We have more choice than ever before when it comes to the tubing for our PCs, making it even easier for the newbies to include hardline options. Acrylic is still one of the more popular tubing options, with it providing a clarity closer to glass. PETG (polyethylene terephthalate glycol) is far easier to work with but doesn’t quite have the same wow factor as acrylic.
You may have already guessed it but there is no wrong answer here, both types of tubing offer very similar results and both work in similar ways. So, why pose the question of Acrylic vs PETG in the first place? Well, there are subtle differences that can sway your personal preferences, especially if you’re new to water cooling computers.
Let’s take a quick look at the advantages.
- Lower melting point
- Generally cheaper
- Easier to cut (can use basic tools)
- Offers more visual clarity
- Higher melting point
- Compatible with a wider range of coolants than PETG
- More stain-resistant
- More scratch-resistant
As mentioned, acrylic tubing is the most widely used and looks and feels closer to glass, with excellent clarity. Acrylic is more rigid and will shatter with ease when compared to PETG. Acrylic is stronger in other ways though, with a higher melting point making it much more durable when your system heats up. The downside is that acrylic tubing is harder to bend and cut, with it taking longer to reach the melting point for bends and the material being too brittle for basic tools.
Acrylic tubing allows less water permeation than PETG, meaning you won’t have to top up your loop quite as often. Acrylic is also more scratch-resistant, stain-resistant, and reflects light more, so your tubes will look aesthetically pleasing for longer.
PETG is somewhat avoided by many water cooling enthusiasts but is a fantastic option for those new to the art of custom water cooling a PC. PETG is a great material for the beginner, simply because it’s cheaper and easier to work with. The lower melting point makes it easier to bend and fix mistakes. PETG tubing has less clarity than acrylic but it isn’t as much as you may think, however, it is more prone to staining and for that reason isn’t compatible with as many coolants as acrylic.
You can use basic tools to cut PETG tubing and can handle the material quite roughly thanks to its durability. The negatives come in if your system’s coolant gets too warm, through overclocking or a pump failure, which can potentially deform the tubing, leading to bulges and in extreme cases, leaks.

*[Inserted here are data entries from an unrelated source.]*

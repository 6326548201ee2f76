// In-app logger: bounded buffer shown in the logs window, optional stderr mirror,
// warn+ lines persisted to prompt_library.log, and a panic hook writing backtraces there.

use lazy_static::lazy_static;
use log::{Level, LevelFilter, Log, Metadata, Record};
use std::backtrace::Backtrace;
use std::collections::VecDeque;
use std::fs::OpenOptions;
use std::io::Write;
use std::sync::atomic::{AtomicBool, Ordering};
use std::sync::Mutex;
use std::time::{SystemTime, UNIX_EPOCH};

pub const LOG_FILE_NAME: &str = "prompt_library.log";
const MAX_LOG_LINES: usize = 5000;

#[derive(Clone)]
pub struct LogEntry {
    pub level: Level,
    pub target: String,
    pub msg: String,
}

impl LogEntry {
    pub fn line(&self) -> String {
        format!("[{:>5}] {}: {}", self.level, self.target, self.msg)
    }
}

lazy_static! {
    static ref LOGS: Mutex<VecDeque<LogEntry>> = Mutex::new(VecDeque::new());
    static ref MIRROR_STDERR: bool = std::env::var("PROMPT_LIBRARY_LOG_STDERR")
        .map(|v| matches!(v.to_ascii_lowercase().as_str(), "1" | "true" | "yes" | "on"))
        .unwrap_or(false);
    static ref LOG_FILE: Mutex<Option<std::fs::File>> = Mutex::new(None);
}

static NEW_LOGS: AtomicBool = AtomicBool::new(false);

struct GuiLogger;

impl Log for GuiLogger {
    fn enabled(&self, metadata: &Metadata) -> bool {
        log::max_level()
            .to_level()
            .is_some_and(|max| metadata.level() <= max)
    }

    fn log(&self, record: &Record) {
        if !self.enabled(record.metadata()) {
            return;
        }

        let line = format!(
            "[{}] [{:>5}] {}: {}",
            timestamp_millis(),
            record.level(),
            record.target(),
            record.args()
        );
        if *MIRROR_STDERR {
            eprintln!("{line}");
        }
        if record.level() <= Level::Warn {
            write_file_line(&line);
        }

        push_entry(LogEntry {
            level: record.level(),
            target: record.target().to_string(),
            msg: record.args().to_string(),
        });
    }

    fn flush(&self) {
        if let Ok(mut lf) = LOG_FILE.lock() {
            if let Some(f) = lf.as_mut() {
                let _ = f.flush();
            }
        }
    }
}

fn push_entry(entry: LogEntry) {
    if let Ok(mut buf) = LOGS.lock() {
        buf.push_back(entry);
        while buf.len() > MAX_LOG_LINES {
            buf.pop_front();
        }
    }
    NEW_LOGS.store(true, Ordering::Relaxed);
}

/// Maps a RUST_LOG style value to a level; the most verbose level named wins.
fn parse_level(value: &str) -> Option<LevelFilter> {
    let v = value.to_ascii_lowercase();
    [
        ("trace", LevelFilter::Trace),
        ("debug", LevelFilter::Debug),
        ("info", LevelFilter::Info),
        ("warn", LevelFilter::Warn),
        ("error", LevelFilter::Error),
        ("off", LevelFilter::Off),
    ]
    .into_iter()
    .find(|(name, _)| v.contains(name))
    .map(|(_, level)| level)
}

/// Installs the logger, opens the log file and the panic hook. Info by default.
pub fn init() {
    let _ = log::set_boxed_logger(Box::new(GuiLogger));

    let level = std::env::var("RUST_LOG")
        .ok()
        .and_then(|v| parse_level(&v))
        .unwrap_or(LevelFilter::Info);
    log::set_max_level(level);

    let file = OpenOptions::new()
        .create(true)
        .append(true)
        .open(LOG_FILE_NAME)
        .ok();
    if let Ok(mut lf) = LOG_FILE.lock() {
        *lf = file;
    }

    install_panic_hook();

    log::info!("Logger initialized at level {level} (warnings persisted to {LOG_FILE_NAME})");
}

pub fn for_each_range<F: FnMut(&LogEntry)>(start: usize, end: usize, mut f: F) {
    if let Ok(buf) = LOGS.lock() {
        let end = end.min(buf.len());
        for entry in buf.range(start.min(end)..end) {
            f(entry);
        }
    }
}

pub fn all_lines() -> Vec<String> {
    LOGS.lock()
        .map(|buf| buf.iter().map(LogEntry::line).collect())
        .unwrap_or_default()
}

pub fn len() -> usize {
    LOGS.lock().map(|buf| buf.len()).unwrap_or(0)
}

pub fn clear() {
    if let Ok(mut buf) = LOGS.lock() {
        buf.clear();
    }
    NEW_LOGS.store(true, Ordering::Relaxed);
}

/// True if entries arrived since the last call.
pub fn take_new_flag() -> bool {
    NEW_LOGS.swap(false, Ordering::Relaxed)
}

fn timestamp_millis() -> String {
    let now = SystemTime::now().duration_since(UNIX_EPOCH).unwrap_or_default();
    format!("{}.{:03}", now.as_secs(), now.subsec_millis())
}

fn write_file_line(line: &str) {
    if let Ok(mut lf) = LOG_FILE.lock() {
        if let Some(f) = lf.as_mut() {
            let _ = writeln!(f, "{line}");
            let _ = f.flush();
        }
    }
}

fn install_panic_hook() {
    std::panic::set_hook(Box::new(|info| {
        let payload = info.payload();
        let msg = payload
            .downcast_ref::<&str>()
            .copied()
            .or_else(|| payload.downcast_ref::<String>().map(String::as_str))
            .unwrap_or("Box<Any>");
        let loc = info
            .location()
            .map(|l| format!("{}:{}:{}", l.file(), l.line(), l.column()))
            .unwrap_or_else(|| "unknown".to_string());

        let bt = Backtrace::force_capture();
        write_file_line(&format!("[{}] [ERROR] panic at {loc}: {msg}", timestamp_millis()));
        for line in format!("{bt:?}").lines() {
            write_file_line(line);
        }
        log::error!("panic at {loc}: {msg}");
    }));
}

#[cfg(test)]
mod tests {
    use super::*;

    #[test]
    fn rust_log_values() {
        assert_eq!(parse_level("debug"), Some(LevelFilter::Debug));
        assert_eq!(parse_level("prompt_library_manager=TRACE"), Some(LevelFilter::Trace));
        assert_eq!(parse_level("warn,reqwest=info"), Some(LevelFilter::Info));
        assert_eq!(parse_level("verbose"), None);
    }

    #[test]
    fn buffer_is_bounded() {
        for i in 0..MAX_LOG_LINES + 10 {
            push_entry(LogEntry {
                level: Level::Info,
                target: "test".into(),
                msg: i.to_string(),
            });
        }
        assert!(len() <= MAX_LOG_LINES);
        assert!(take_new_flag());
        let mut last = String::new();
        for_each_range(len() - 1, len() + 5, |e| last = e.msg.clone());
        assert!(!last.is_empty());
    }
}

Both PETG and acrylic are good materials for your next water cooling loop. Which of these materials you decide to go with is ultimately up to your own preference but PETG cannot compete with acrylic visually in the long run. PETG is beginner-friendly but if you are likely to learn how to cut and bend PETG, it is hardly much different learning this process with acrylic, however, you’ll need a few extra tools.
Sure, acrylic is a bit more brittle and prone to crack but you just need to handle it with a bit more care and don’t chuck it around. I’d personally go for acrylic in my system because of how well coolant looks inside, with the additional internal lighting around the build reflecting off the surface in a more vibrant manner.
So, if you are new to hardline tubing and fancy an easier run at it, PETG is a great way to go but for uncompromised quality on appearance and less chance of deforming, acrylic tubing is going to make a world of difference to how your new water cooled PC looks.